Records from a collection
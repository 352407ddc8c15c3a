//! Error Handling and Reconnect Policy
//!
//! Typed client errors, their categories, user-facing diagnostics, and the
//! exponential backoff schedule the realtime connection follows.

use std::time::Duration;
use thiserror::Error;

/// Errors produced by the client core.
#[derive(Debug, Clone, Error, PartialEq, Eq)]
pub enum ClientError {
    /// Connection failed to open, dropped, or an HTTP request never completed.
    #[error("transport error: {0}")]
    Transport(String),

    /// An inbound payload could not be decoded.
    #[error("malformed payload: {0}")]
    MalformedPayload(String),

    /// The backend answered a command with a non-success HTTP status.
    #[error("{endpoint} failed with HTTP {status}")]
    Command { endpoint: String, status: u16 },

    /// The backend answered `success: false`.
    #[error("{endpoint} rejected: {reason}")]
    Rejected { endpoint: String, reason: String },

    /// Automatic reconnection gave up.
    #[error("could not reach the server after {attempts} attempts; reconnect manually or check the backend")]
    ReconnectExhausted { attempts: u32 },

    /// The realtime connection is not open.
    #[error("realtime connection is not open")]
    NotConnected,

    /// Invalid configuration.
    #[error("invalid configuration: {0}")]
    Config(String),
}

impl ClientError {
    pub fn category(&self) -> ErrorCategory {
        match self {
            ClientError::Transport(_) | ClientError::NotConnected => ErrorCategory::Network,
            ClientError::ReconnectExhausted { .. } => ErrorCategory::Exhausted,
            ClientError::MalformedPayload(_) => ErrorCategory::Protocol,
            ClientError::Command { .. } | ClientError::Rejected { .. } => ErrorCategory::Command,
            ClientError::Config(_) => ErrorCategory::Configuration,
        }
    }
}

impl From<reqwest::Error> for ClientError {
    fn from(err: reqwest::Error) -> Self {
        match (err.status(), err.url()) {
            (Some(status), Some(url)) => ClientError::Command {
                endpoint: url.path().to_string(),
                status: status.as_u16(),
            },
            _ if err.is_decode() => ClientError::MalformedPayload(err.to_string()),
            _ => ClientError::Transport(err.to_string()),
        }
    }
}

impl From<tokio_tungstenite::tungstenite::Error> for ClientError {
    fn from(err: tokio_tungstenite::tungstenite::Error) -> Self {
        ClientError::Transport(err.to_string())
    }
}

/// Categorized error types for better handling
#[derive(Debug, Clone, Copy, PartialEq, Eq)]
pub enum ErrorCategory {
    /// Network-related errors (retryable)
    Network,

    /// Retries exhausted; needs explicit user action
    Exhausted,

    /// Undecodable payloads (dropped, not retried)
    Protocol,

    /// Backend refused or failed a command (transient, user-visible)
    Command,

    /// Configuration errors (not retryable)
    Configuration,
}

impl ErrorCategory {
    /// Check if this error category is retryable
    pub fn is_retryable(&self) -> bool {
        matches!(self, ErrorCategory::Network | ErrorCategory::Command)
    }
}

/// Error with context and suggestions for terminal output
#[derive(Debug)]
pub struct Diagnostic {
    pub error: anyhow::Error,
    pub category: Option<ErrorCategory>,
    pub context: Vec<String>,
    pub suggestions: Vec<String>,
}

impl Diagnostic {
    pub fn new(error: anyhow::Error) -> Self {
        let category = error
            .chain()
            .find_map(|cause| cause.downcast_ref::<ClientError>())
            .map(ClientError::category);
        let (context, suggestions) = context_and_suggestions(category);

        Self {
            error,
            category,
            context,
            suggestions,
        }
    }

    /// Render the error with all context
    pub fn display(&self) -> String {
        let mut output = format!("❌ Error: {:#}\n", self.error);

        if !self.context.is_empty() {
            output.push_str("\n📋 Context:\n");
            for ctx in &self.context {
                output.push_str(&format!("   • {}\n", ctx));
            }
        }

        if !self.suggestions.is_empty() {
            output.push_str("\n💡 Suggestions:\n");
            for suggestion in &self.suggestions {
                output.push_str(&format!("   • {}\n", suggestion));
            }
        }

        output
    }
}

fn context_and_suggestions(category: Option<ErrorCategory>) -> (Vec<String>, Vec<String>) {
    let mut context = Vec::new();
    let mut suggestions = Vec::new();

    match category {
        Some(ErrorCategory::Network) => {
            context.push("Could not talk to the discussion backend".to_string());
            suggestions.push("Check that the backend is running".to_string());
            suggestions.push("Verify --base-url / ROUNDTABLE_BASE_URL".to_string());
        }
        Some(ErrorCategory::Exhausted) => {
            context.push("Automatic reconnection stopped".to_string());
            suggestions.push("Reconnect manually once the backend is back".to_string());
        }
        Some(ErrorCategory::Protocol) => {
            context.push("The backend sent a payload this client cannot read".to_string());
            suggestions.push("Check that client and backend versions match".to_string());
        }
        Some(ErrorCategory::Command) => {
            context.push("The backend did not accept the command".to_string());
            suggestions.push("Make sure a discussion has been started".to_string());
            suggestions.push("Try again in a few moments".to_string());
        }
        Some(ErrorCategory::Configuration) => {
            context.push("Configuration error detected".to_string());
            suggestions.push("Review your configuration file".to_string());
            suggestions.push("Check ROUNDTABLE_* environment variables".to_string());
        }
        None => {
            suggestions.push("Run with RUST_LOG=roundtable=debug for more details".to_string());
        }
    }

    (context, suggestions)
}

/// Reconnect schedule for the realtime connection
#[derive(Debug, Clone, PartialEq)]
pub struct ReconnectPolicy {
    /// Maximum number of automatic reconnect attempts
    pub max_attempts: u32,

    /// Delay before the first automatic attempt
    pub initial_delay: Duration,

    /// Exponential backoff multiplier
    pub backoff_multiplier: f64,

    /// Maximum delay between attempts
    pub max_delay: Duration,
}

impl Default for ReconnectPolicy {
    fn default() -> Self {
        Self {
            max_attempts: 3,
            initial_delay: Duration::from_millis(3000),
            backoff_multiplier: 2.0,
            max_delay: Duration::from_secs(30),
        }
    }
}

impl ReconnectPolicy {
    /// Never reconnect automatically
    pub fn no_retry() -> Self {
        Self {
            max_attempts: 0,
            ..Default::default()
        }
    }

    /// Delay before the automatic attempt that follows `attempt` earlier ones.
    pub fn delay_for(&self, attempt: u32) -> Duration {
        let initial = self.initial_delay.as_millis() as f64;
        let max = self.max_delay.as_millis() as f64;
        let exponent = attempt.min(i32::MAX as u32) as i32;
        let delay = (initial * self.backoff_multiplier.powi(exponent)).min(max);
        Duration::from_millis(delay as u64)
    }
}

• Instructions for the task:
For the string "realtime", go through the entries above and copy each line where it occurs.

• Result of the exercise:
//! exponential backoff schedule the realtime connection follows.
    /// The realtime connection is not open.
    #[error("realtime connection is not open")]
/// Reconnect schedule for the realtime connection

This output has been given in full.